** DATASET **
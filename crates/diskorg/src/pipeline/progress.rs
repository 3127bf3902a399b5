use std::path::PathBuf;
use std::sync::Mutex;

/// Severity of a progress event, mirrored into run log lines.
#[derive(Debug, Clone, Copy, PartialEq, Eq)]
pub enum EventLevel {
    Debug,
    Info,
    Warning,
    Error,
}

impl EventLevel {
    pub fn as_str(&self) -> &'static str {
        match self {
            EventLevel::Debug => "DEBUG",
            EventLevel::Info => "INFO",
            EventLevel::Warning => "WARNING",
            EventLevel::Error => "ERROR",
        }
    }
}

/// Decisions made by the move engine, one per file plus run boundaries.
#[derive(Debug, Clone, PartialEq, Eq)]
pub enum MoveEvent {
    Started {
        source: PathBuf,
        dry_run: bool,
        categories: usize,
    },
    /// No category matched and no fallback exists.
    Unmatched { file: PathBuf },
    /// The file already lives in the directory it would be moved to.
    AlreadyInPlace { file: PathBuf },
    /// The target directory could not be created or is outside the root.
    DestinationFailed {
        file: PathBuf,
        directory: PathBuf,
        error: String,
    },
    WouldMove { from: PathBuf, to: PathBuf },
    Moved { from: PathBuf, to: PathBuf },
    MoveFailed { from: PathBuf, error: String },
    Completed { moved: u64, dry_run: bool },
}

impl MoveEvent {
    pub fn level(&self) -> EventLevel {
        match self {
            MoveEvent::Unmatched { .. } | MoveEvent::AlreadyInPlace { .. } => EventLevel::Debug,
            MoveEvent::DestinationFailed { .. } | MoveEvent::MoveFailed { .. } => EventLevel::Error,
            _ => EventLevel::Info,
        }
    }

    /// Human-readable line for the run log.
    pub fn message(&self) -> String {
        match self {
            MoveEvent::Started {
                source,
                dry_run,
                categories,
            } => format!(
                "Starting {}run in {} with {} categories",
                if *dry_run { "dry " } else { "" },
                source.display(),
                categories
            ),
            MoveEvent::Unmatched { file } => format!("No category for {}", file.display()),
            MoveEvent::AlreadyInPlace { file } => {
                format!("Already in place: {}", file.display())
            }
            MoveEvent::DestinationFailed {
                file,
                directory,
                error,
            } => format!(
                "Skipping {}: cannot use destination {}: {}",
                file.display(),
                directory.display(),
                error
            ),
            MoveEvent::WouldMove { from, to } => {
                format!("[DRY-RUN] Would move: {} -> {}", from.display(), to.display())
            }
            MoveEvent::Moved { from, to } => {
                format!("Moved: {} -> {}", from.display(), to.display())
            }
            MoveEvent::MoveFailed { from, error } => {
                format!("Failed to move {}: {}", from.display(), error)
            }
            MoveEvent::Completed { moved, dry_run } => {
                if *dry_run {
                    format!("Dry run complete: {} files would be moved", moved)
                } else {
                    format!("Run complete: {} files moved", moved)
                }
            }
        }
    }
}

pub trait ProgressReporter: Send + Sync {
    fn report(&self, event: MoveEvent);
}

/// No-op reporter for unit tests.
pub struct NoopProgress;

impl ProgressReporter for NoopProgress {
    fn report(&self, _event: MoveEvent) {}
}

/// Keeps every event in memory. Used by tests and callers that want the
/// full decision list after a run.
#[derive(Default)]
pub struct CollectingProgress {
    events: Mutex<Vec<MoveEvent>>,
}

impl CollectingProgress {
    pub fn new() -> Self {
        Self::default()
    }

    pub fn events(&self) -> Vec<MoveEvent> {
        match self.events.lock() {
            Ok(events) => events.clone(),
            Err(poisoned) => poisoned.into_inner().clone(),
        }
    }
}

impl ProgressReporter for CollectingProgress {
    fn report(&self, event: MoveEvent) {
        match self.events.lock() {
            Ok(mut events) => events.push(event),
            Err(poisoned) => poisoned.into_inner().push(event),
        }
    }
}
* * *
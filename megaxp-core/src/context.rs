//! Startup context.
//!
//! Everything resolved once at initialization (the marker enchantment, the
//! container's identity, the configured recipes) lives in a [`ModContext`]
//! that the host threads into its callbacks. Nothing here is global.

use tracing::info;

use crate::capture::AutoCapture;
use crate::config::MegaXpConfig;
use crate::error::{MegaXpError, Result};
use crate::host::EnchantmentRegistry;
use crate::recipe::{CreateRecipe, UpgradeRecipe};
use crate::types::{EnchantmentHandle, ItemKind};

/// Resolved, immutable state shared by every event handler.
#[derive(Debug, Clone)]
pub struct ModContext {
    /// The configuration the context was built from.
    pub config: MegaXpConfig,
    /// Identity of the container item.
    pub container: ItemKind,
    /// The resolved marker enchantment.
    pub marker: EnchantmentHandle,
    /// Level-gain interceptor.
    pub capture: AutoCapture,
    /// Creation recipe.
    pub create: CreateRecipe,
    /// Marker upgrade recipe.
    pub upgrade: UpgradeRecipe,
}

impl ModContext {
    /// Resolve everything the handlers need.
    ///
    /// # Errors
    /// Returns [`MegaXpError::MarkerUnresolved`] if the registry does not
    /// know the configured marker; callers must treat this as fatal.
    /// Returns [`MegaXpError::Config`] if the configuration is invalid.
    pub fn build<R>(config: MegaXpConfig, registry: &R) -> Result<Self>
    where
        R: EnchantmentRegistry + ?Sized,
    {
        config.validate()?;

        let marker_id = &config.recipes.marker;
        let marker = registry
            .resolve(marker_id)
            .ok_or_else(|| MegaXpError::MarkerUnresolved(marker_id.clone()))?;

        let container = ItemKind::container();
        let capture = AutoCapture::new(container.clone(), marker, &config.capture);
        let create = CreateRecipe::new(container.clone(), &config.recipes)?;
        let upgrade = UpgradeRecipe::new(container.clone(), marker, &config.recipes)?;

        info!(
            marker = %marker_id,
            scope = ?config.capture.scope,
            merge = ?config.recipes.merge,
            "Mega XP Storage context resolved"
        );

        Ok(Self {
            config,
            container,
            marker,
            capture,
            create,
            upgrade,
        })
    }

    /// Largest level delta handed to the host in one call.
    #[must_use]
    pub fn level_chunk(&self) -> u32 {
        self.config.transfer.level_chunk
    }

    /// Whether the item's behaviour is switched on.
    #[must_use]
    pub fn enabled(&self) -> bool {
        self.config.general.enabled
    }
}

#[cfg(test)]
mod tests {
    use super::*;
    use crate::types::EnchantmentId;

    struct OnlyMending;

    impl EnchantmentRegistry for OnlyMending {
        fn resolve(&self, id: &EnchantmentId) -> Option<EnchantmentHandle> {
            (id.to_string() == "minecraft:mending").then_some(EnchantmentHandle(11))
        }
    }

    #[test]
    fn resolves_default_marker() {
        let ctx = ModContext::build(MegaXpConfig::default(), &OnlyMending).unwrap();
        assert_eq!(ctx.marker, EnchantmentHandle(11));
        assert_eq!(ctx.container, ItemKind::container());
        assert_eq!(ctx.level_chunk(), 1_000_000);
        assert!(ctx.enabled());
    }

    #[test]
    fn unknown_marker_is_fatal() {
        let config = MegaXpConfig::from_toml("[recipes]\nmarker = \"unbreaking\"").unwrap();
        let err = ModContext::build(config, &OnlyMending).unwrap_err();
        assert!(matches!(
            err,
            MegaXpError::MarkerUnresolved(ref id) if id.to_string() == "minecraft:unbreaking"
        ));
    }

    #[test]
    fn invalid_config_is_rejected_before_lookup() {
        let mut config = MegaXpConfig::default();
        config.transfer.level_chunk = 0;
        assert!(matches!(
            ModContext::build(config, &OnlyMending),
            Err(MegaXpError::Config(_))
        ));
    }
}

** WHAT THE TASK ASKS **
What is the number of lines in the listing above that contain the word "MegaXpConfig"? Reply with that number alone.

** ANSWER TO THIS TASK **
6